• [PROBLEM STATEMENT]
Transcribe exactly the span of lines that begins the records and ends with the line holding "space are inert", both boundary lines included.

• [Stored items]
■ ■ ■

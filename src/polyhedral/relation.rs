//! Positional integer sets and relations.
//!
//! An [`IntegerRelation`] is a space plus a disjunction of constraint
//! "pieces"; each piece is a conjunction of affine constraints. A set is
//! simply a relation with no input dimensions, and an object with a single
//! piece is a basic (convex) one.
//!
//! Dimensions are identified purely by `(DimKind, index)`; name tags on the
//! space are inert payload except during [`IntegerRelation::align_to`].

use crate::error::{NamedPolyError, Result};
use crate::polyhedral::constraint::ConstraintSystem;
use crate::polyhedral::space::{DimKind, Space};
use serde::{Deserialize, Serialize};
use std::fmt;

/// A positional integer set or relation.
#[derive(Debug, Clone, PartialEq, Eq, Serialize, Deserialize)]
pub struct IntegerRelation {
    space: Space,
    pieces: Vec<ConstraintSystem>,
}

/// The binary operators of the engine.
#[derive(Debug, Clone, Copy, PartialEq, Eq, Serialize, Deserialize)]
pub enum BinaryOp {
    /// Set intersection
    Intersect,
    /// Set union
    Union,
}

impl fmt::Display for BinaryOp {
    fn fmt(&self, f: &mut fmt::Formatter<'_>) -> fmt::Result {
        match self {
            BinaryOp::Intersect => write!(f, "intersect"),
            BinaryOp::Union => write!(f, "union"),
        }
    }
}

impl IntegerRelation {
    /// The unconstrained object over the given space.
    pub fn universe(space: Space) -> Self {
        Self {
            space,
            pieces: vec![ConstraintSystem::new()],
        }
    }

    /// Build from explicit pieces, validating coefficient widths.
    pub fn from_pieces(space: Space, pieces: Vec<ConstraintSystem>) -> Result<Self> {
        for piece in &pieces {
            if !piece.fits(&space) {
                return Err(NamedPolyError::SpaceMismatch(format!(
                    "constraint coefficients do not fit space {}",
                    space
                )));
            }
        }
        Ok(Self { space, pieces })
    }

    /// The space of this object.
    pub fn space(&self) -> &Space {
        &self.space
    }

    /// The disjunctive pieces of this object.
    pub fn pieces(&self) -> &[ConstraintSystem] {
        &self.pieces
    }

    /// Number of dimensions of the given kind.
    pub fn dim(&self, kind: DimKind) -> usize {
        self.space.dim(kind)
    }

    /// Check if this is a set (no input dimensions).
    pub fn is_set(&self) -> bool {
        self.space.is_set()
    }

    /// Check if this is a relation (has input dimensions).
    pub fn is_relation(&self) -> bool {
        self.space.is_relation()
    }

    /// Get the name tag of a dimension, if any.
    pub fn dim_name(&self, kind: DimKind, idx: usize) -> Option<&str> {
        self.space.dim_name(kind, idx)
    }

    /// Return a copy of this object with one name tag replaced.
    pub fn with_dim_name(mut self, kind: DimKind, idx: usize, name: impl Into<String>) -> Self {
        self.space = self.space.with_dim_name(kind, idx, name);
        self
    }

    /// Point membership: does `(params, ins, outs)` satisfy some piece?
    pub fn contains(&self, params: &[i64], ins: &[i64], outs: &[i64]) -> bool {
        self.pieces
            .iter()
            .any(|p| p.is_satisfied(params, ins, outs))
    }

    /// Reshape this object into a superset space described by `template`.
    ///
    /// Dimensions are matched to `template` by name tag within their kind and
    /// permuted to the matching position; template dimensions this object
    /// lacks become fresh, unconstrained dimensions. Dimensions of this
    /// object that `template` lacks are appended after the template's own
    /// when `obj_bigger_ok`, otherwise the reshape fails. Never truncates.
    pub fn align_to(&self, template: &Space, obj_bigger_ok: bool) -> Result<Self> {
        let mapping = self.space.mapping_onto(template, obj_bigger_ok)?;
        let pieces = self.pieces.iter().map(|p| p.remap(&mapping)).collect();
        Ok(Self {
            space: mapping.target,
            pieces,
        })
    }

    /// Apply a positional binary operator.
    ///
    /// Both objects must already occupy spaces with identical per-kind
    /// dimension counts; name tags are not consulted.
    pub fn apply_op(&self, op: BinaryOp, other: &Self) -> Result<Self> {
        if !self.space.counts_match(&other.space) {
            return Err(NamedPolyError::SpaceMismatch(format!(
                "{} of {} and {}",
                op, self.space, other.space
            )));
        }
        let pieces = match op {
            BinaryOp::Intersect => {
                let mut pieces = Vec::with_capacity(self.pieces.len() * other.pieces.len());
                for a in &self.pieces {
                    for b in &other.pieces {
                        pieces.push(a.conjoin(b));
                    }
                }
                pieces
            }
            BinaryOp::Union => {
                let mut pieces = self.pieces.clone();
                pieces.extend(other.pieces.iter().cloned());
                pieces
            }
        };
        Ok(Self {
            space: self.space.clone(),
            pieces,
        })
    }

    /// Intersection with another object of the same shape.
    pub fn intersect(&self, other: &Self) -> Result<Self> {
        self.apply_op(BinaryOp::Intersect, other)
    }

    /// Union with another object of the same shape.
    pub fn union(&self, other: &Self) -> Result<Self> {
        self.apply_op(BinaryOp::Union, other)
    }

    fn fmt_tuple(&self, f: &mut fmt::Formatter<'_>, kind: DimKind) -> fmt::Result {
        write!(f, "[")?;
        for idx in 0..self.dim(kind) {
            if idx > 0 {
                write!(f, ", ")?;
            }
            match self.dim_name(kind, idx) {
                Some(name) => write!(f, "{}", name)?,
                None => write!(f, "{}{}", kind, idx)?,
            }
        }
        write!(f, "]")
    }
}

impl fmt::Display for IntegerRelation {
    fn fmt(&self, f: &mut fmt::Formatter<'_>) -> fmt::Result {
        if self.dim(DimKind::Param) > 0 {
            self.fmt_tuple(f, DimKind::Param)?;
            write!(f, " -> ")?;
        }
        write!(f, "{{ ")?;
        if self.is_relation() {
            self.fmt_tuple(f, DimKind::In)?;
            write!(f, " -> ")?;
        }
        self.fmt_tuple(f, DimKind::Out)?;

        let constrained: Vec<&ConstraintSystem> =
            self.pieces.iter().filter(|p| !p.is_empty()).collect();
        if self.pieces.is_empty() {
            write!(f, " : false")?;
        } else if !constrained.is_empty() {
            write!(f, " : ")?;
            let parenthesize = self.pieces.len() > 1;
            for (i, piece) in self.pieces.iter().enumerate() {
                if i > 0 {
                    write!(f, " or ")?;
                }
                if parenthesize {
                    write!(f, "(")?;
                }
                for (j, c) in piece.constraints.iter().enumerate() {
                    if j > 0 {
                        write!(f, " and ")?;
                    }
                    write!(f, "{}", c.to_string_with_space(&self.space))?;
                }
                if piece.is_empty() {
                    write!(f, "true")?;
                }
                if parenthesize {
                    write!(f, ")")?;
                }
            }
        }
        write!(f, " }}")
    }
}

#[cfg(test)]
mod tests {
    use super::*;
    use crate::polyhedral::constraint::Constraint;
    use crate::polyhedral::expr::AffineExpr;

    /// `{ [d0, ..] : 0 <= d < bound }` over unnamed dims, used as a fixture.
    fn rectangular(bounds: &[i64]) -> IntegerRelation {
        let space = Space::set(bounds.len(), 0);
        let mut sys = ConstraintSystem::new();
        for (d, &bound) in bounds.iter().enumerate() {
            let v = AffineExpr::var(DimKind::Out, d, &space);
            sys.add(Constraint::le(AffineExpr::zero(&space), v.clone()));
            sys.add(Constraint::lt(v, AffineExpr::constant(bound, &space)));
        }
        IntegerRelation::from_pieces(space, vec![sys]).unwrap()
    }

    #[test]
    fn test_universe_contains_everything() {
        let u = IntegerRelation::universe(Space::set(2, 0));
        assert!(u.contains(&[], &[], &[1_000, -1_000]));
    }

    #[test]
    fn test_rectangular_membership() {
        let set = rectangular(&[10, 20]);
        assert!(set.contains(&[], &[], &[0, 0]));
        assert!(set.contains(&[], &[], &[9, 19]));
        assert!(!set.contains(&[], &[], &[10, 0]));
    }

    #[test]
    fn test_intersect_same_space() {
        let a = rectangular(&[10, 10]);
        let b = rectangular(&[5, 5]);
        let c = a.intersect(&b).unwrap();
        assert!(c.contains(&[], &[], &[2, 2]));
        assert!(!c.contains(&[], &[], &[7, 2]));
    }

    #[test]
    fn test_union_is_disjunctive() {
        let a = rectangular(&[3, 3]);
        let b = rectangular(&[1, 8]);
        let u = a.union(&b).unwrap();
        assert_eq!(u.pieces().len(), 2);
        assert!(u.contains(&[], &[], &[2, 2]));
        assert!(u.contains(&[], &[], &[0, 7]));
        assert!(!u.contains(&[], &[], &[2, 7]));
    }

    #[test]
    fn test_op_rejects_count_mismatch() {
        let a = rectangular(&[3]);
        let b = rectangular(&[3, 3]);
        assert!(matches!(
            a.intersect(&b),
            Err(NamedPolyError::SpaceMismatch(_))
        ));
    }

    #[test]
    fn test_align_to_pads_and_permutes() {
        // a = { [j] : 0 <= j < 4 } aligned into [i, j]
        let a = rectangular(&[4]).with_dim_name(DimKind::Out, 0, "j");
        let template = Space::set(2, 0)
            .with_dim_name(DimKind::Out, 0, "i")
            .with_dim_name(DimKind::Out, 1, "j");
        let aligned = a.align_to(&template, false).unwrap();
        assert_eq!(aligned.dim(DimKind::Out), 2);
        // i is unconstrained, j keeps its bounds at its new index
        assert!(aligned.contains(&[], &[], &[99, 3]));
        assert!(!aligned.contains(&[], &[], &[0, 4]));
    }

    #[test]
    fn test_display_roundtrips_names() {
        let set = rectangular(&[2]).with_dim_name(DimKind::Out, 0, "i");
        let text = set.to_string();
        assert!(text.contains("[i]"), "got: {}", text);
        assert!(text.contains("i >= 0"), "got: {}", text);
    }
}
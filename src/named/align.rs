//! Ordering resolution and space alignment for named objects.
//!
//! Binary operations between two differently-shaped named objects work by
//! first computing one unified name table ([`resolve`]), reshaping both
//! sides into the space it describes ([`align`], [`align_two`]), and only
//! then delegating to the positional operator ([`apply`]).

use crate::error::{NamedPolyError, Result};
use crate::named::object::NamedObject;
use crate::named::table::NameTable;
use crate::polyhedral::relation::BinaryOp;
use crate::polyhedral::space::DimKind;
use log::{debug, error};

fn kind_slot(kind: DimKind) -> usize {
    match kind {
        DimKind::Param => 0,
        DimKind::In => 1,
        DimKind::Out => 2,
    }
}

/// Compute a unified name table covering `obj` and `template`.
///
/// Template entries keep their `(kind, index)` assignments verbatim. Names
/// of `obj` that the template lacks are appended per kind, starting at the
/// template's count for that kind, in `obj`'s own per-kind index order
/// (never re-sorted). Repeating the resolution with the same template is
/// therefore idempotent.
pub fn resolve(obj: &NameTable, template: &NameTable) -> NameTable {
    let mut merged = template.clone();
    let mut next = [
        template.dim_count(DimKind::Param),
        template.dim_count(DimKind::In),
        template.dim_count(DimKind::Out),
    ];
    for &kind in &DimKind::ALL {
        for idx in 0..obj.dim_count(kind) {
            let name = match obj.name_at(kind, idx) {
                Some(name) => name,
                None => continue, // tables are dense; unreachable in practice
            };
            if merged.contains(name) {
                continue;
            }
            let slot = &mut next[kind_slot(kind)];
            merged.insert_unchecked(name.to_string(), kind, *slot);
            *slot += 1;
        }
    }
    merged
}

/// Reshape `obj` into the space described by `target`.
///
/// Every name of `obj` must already have a slot of the same kind in
/// `target`; otherwise the alignment fails with `IncompatibleSpace`. The
/// positional object is padded/permuted by the engine (it is allowed to be
/// the larger side only where its native count already exceeds the
/// target's), the target's names are written back onto it, and the result
/// carries `target` as its table. Dimensions are never dropped.
pub fn align(obj: &NamedObject, target: &NameTable) -> Result<NamedObject> {
    for (name, kind, _) in obj.table().iter() {
        match target.get(name) {
            Ok((target_kind, _)) if target_kind == kind => {}
            _ => {
                return Err(NamedPolyError::IncompatibleSpace(format!(
                    "alignment target has no {} dimension named \"{}\"",
                    kind, name
                )));
            }
        }
    }

    let obj_bigger_ok = DimKind::ALL
        .iter()
        .any(|&kind| obj.dim(kind) > target.dim_count(kind));
    debug!(
        "align: {} named dims into target of {} (obj_bigger_ok: {})",
        obj.table().len(),
        target.len(),
        obj_bigger_ok
    );

    let reshaped = obj.positional().align_to(&target.to_space(), obj_bigger_ok)?;
    let restored = target.restore(&reshaped);
    Ok(NamedObject::from_parts(restored, target.clone(), obj.kind()))
}

/// Align two named objects into one identical unified space.
///
/// One ordering is resolved with `a` as the template and applied to both
/// sides, so the results share a single table rather than two merely
/// compatible ones. Both returned objects carry that table.
pub fn align_two(a: &NamedObject, b: &NamedObject) -> Result<(NamedObject, NamedObject)> {
    if a.kind() != b.kind() {
        return Err(NamedPolyError::SpaceMismatch(format!(
            "cannot align a named {} with a named {}",
            a.kind(),
            b.kind()
        )));
    }
    let ordering = resolve(b.table(), a.table());
    let b_aligned = align(b, &ordering).map_err(report_internal)?;
    let a_aligned = align(a, &ordering).map_err(report_internal)?;
    Ok((a_aligned, b_aligned))
}

/// An `IncompatibleSpace` out of the resolved ordering means the resolver
/// failed to produce a superset, which is a defect, not a user error.
fn report_internal(err: NamedPolyError) -> NamedPolyError {
    if matches!(err, NamedPolyError::IncompatibleSpace(_)) {
        error!("alignment invariant violated: {}", err);
    }
    err
}

/// Align `a` and `b`, apply the positional operator, and wrap the result
/// with the unified table.
pub fn apply(a: &NamedObject, b: &NamedObject, op: BinaryOp) -> Result<NamedObject> {
    let (a_aligned, b_aligned) = align_two(a, b)?;
    let raw = a_aligned
        .positional()
        .apply_op(op, b_aligned.positional())
        .map_err(report_internal)?;
    Ok(NamedObject::from_parts(
        raw,
        a_aligned.table().clone(),
        a_aligned.kind(),
    ))
}
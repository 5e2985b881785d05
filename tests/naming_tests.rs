//! Construction and naming tests: building named objects from text or from
//! already-built positional objects, round-tripping names, and the failure
//! modes of name stripping.

use namedpoly::polyhedral::{parse_relation, parse_set};
use namedpoly::{DimKind, IntegerRelation, NameTable, NamedPolyError, NamedRelation, NamedSet, Space};
use test_log::test;

#[test]
fn set_from_str() {
    let set = NamedSet::parse("[n] -> { [i] : 0 <= i < n }").unwrap();
    assert_eq!(set.dim_names(), vec!["n", "i"]);
    assert_eq!(set.get("n").unwrap(), (DimKind::Param, 0));
    assert_eq!(set.get("i").unwrap(), (DimKind::Out, 0));
}

#[test]
fn named_set_from_positional_set() {
    let positional = parse_set("[n] -> { [i, j] : 0 <= i, j < n }").unwrap();
    let named = NamedSet::new(positional).unwrap();
    assert_eq!(named.dim(DimKind::Out), 2);
    assert_eq!(named.dim_names(), vec!["n", "i", "j"]);
}

#[test]
fn relation_from_str() {
    let rel = NamedRelation::parse("[n] -> { [i0, j0] -> [i1, j1] : 0 <= i0, j0, i1, j1 < n }")
        .unwrap();
    assert_eq!(rel.dim(DimKind::In), 2);
    assert_eq!(rel.dim(DimKind::Out), 2);
    assert_eq!(rel.dim_names(), vec!["n", "i0", "j0", "i1", "j1"]);
}

#[test]
fn named_relation_from_positional_relation() {
    let positional =
        parse_relation("[n] -> { [i0, j0] -> [i1, j1] : 0 <= i0, j0, i1, j1 < n }").unwrap();
    let named = NamedRelation::new(positional).unwrap();
    assert_eq!(named.get("j1").unwrap(), (DimKind::Out, 1));
    assert!(named.contains(&[5], &[0, 1], &[2, 3]));
}

#[test]
fn display_renders_names() {
    let set = NamedSet::parse("[n] -> { [i] : 0 <= i < n }").unwrap();
    let text = set.to_string();
    assert!(text.contains("[n]"), "got: {}", text);
    assert!(text.contains("[i]"), "got: {}", text);

    let rel = NamedRelation::parse("[n] -> { [i] -> [j] : 0 <= i, j < n }").unwrap();
    let text = rel.to_string();
    assert!(text.contains("[i] -> [j]"), "got: {}", text);
}

#[test]
fn round_trip_naming() -> anyhow::Result<()> {
    // restore(strip(obj)) reproduces the original name assignment.
    let obj = parse_set("[n, m] -> { [i, j, k] : 0 <= i, j, k < n + m }")?;
    let table = NameTable::strip(&obj)?;
    let restored = table.restore(&obj);
    for &kind in &DimKind::ALL {
        for idx in 0..obj.dim(kind) {
            assert_eq!(restored.dim_name(kind, idx), obj.dim_name(kind, idx));
        }
    }
    Ok(())
}

#[test]
fn strip_fails_on_unnamed_dimension() {
    let obj = IntegerRelation::universe(Space::set(2, 0)).with_dim_name(DimKind::Out, 0, "i");
    assert_eq!(
        NameTable::strip(&obj).unwrap_err(),
        NamedPolyError::UnnamedDimension {
            kind: DimKind::Out,
            index: 1
        }
    );
    // And the wrapper surfaces the same failure.
    let obj = IntegerRelation::universe(Space::set(2, 0)).with_dim_name(DimKind::Out, 0, "i");
    assert!(NamedSet::new(obj).is_err());
}

#[test]
fn strip_fails_on_duplicate_name() {
    // The same name on two different (kind, index) slots.
    let obj = IntegerRelation::universe(Space::relation(1, 1, 0))
        .with_dim_name(DimKind::In, 0, "i")
        .with_dim_name(DimKind::Out, 0, "i");
    assert_eq!(
        NameTable::strip(&obj).unwrap_err(),
        NamedPolyError::DuplicateName("i".to_string())
    );
}

#[test]
fn strict_equality_requires_identical_tables() {
    let a = NamedSet::parse("[n] -> { [i, j] : 0 <= i, j < n }").unwrap();
    let b = NamedSet::parse("[n] -> { [i, j] : 0 <= i, j < n }").unwrap();
    let swapped = NamedSet::parse("[n] -> { [j, i] : 0 <= i, j < n }").unwrap();
    assert_eq!(a, b);
    assert_ne!(a, swapped);

    // An explicit alignment makes them comparable.
    let aligned = swapped.align_to(a.table()).unwrap();
    assert_eq!(aligned.table(), a.table());
    assert_eq!(aligned, a);
}

#[test]
fn version_is_injected() {
    assert!(!namedpoly::VERSION.is_empty());
}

■ ■ ■

• [ANSWER TO THIS PROBLEM]
filename src/polyhedral/relation.rs
//! Positional integer sets and relations.
//!
//! An [`IntegerRelation`] is a space plus a disjunction of constraint
//! "pieces"; each piece is a conjunction of affine constraints. A set is
//! simply a relation with no input dimensions, and an object with a single
//! piece is a basic (convex) one.
//!
//! Dimensions are identified purely by `(DimKind, index)`; name tags on the
//! space are inert payload except during [`IntegerRelation::align_to`].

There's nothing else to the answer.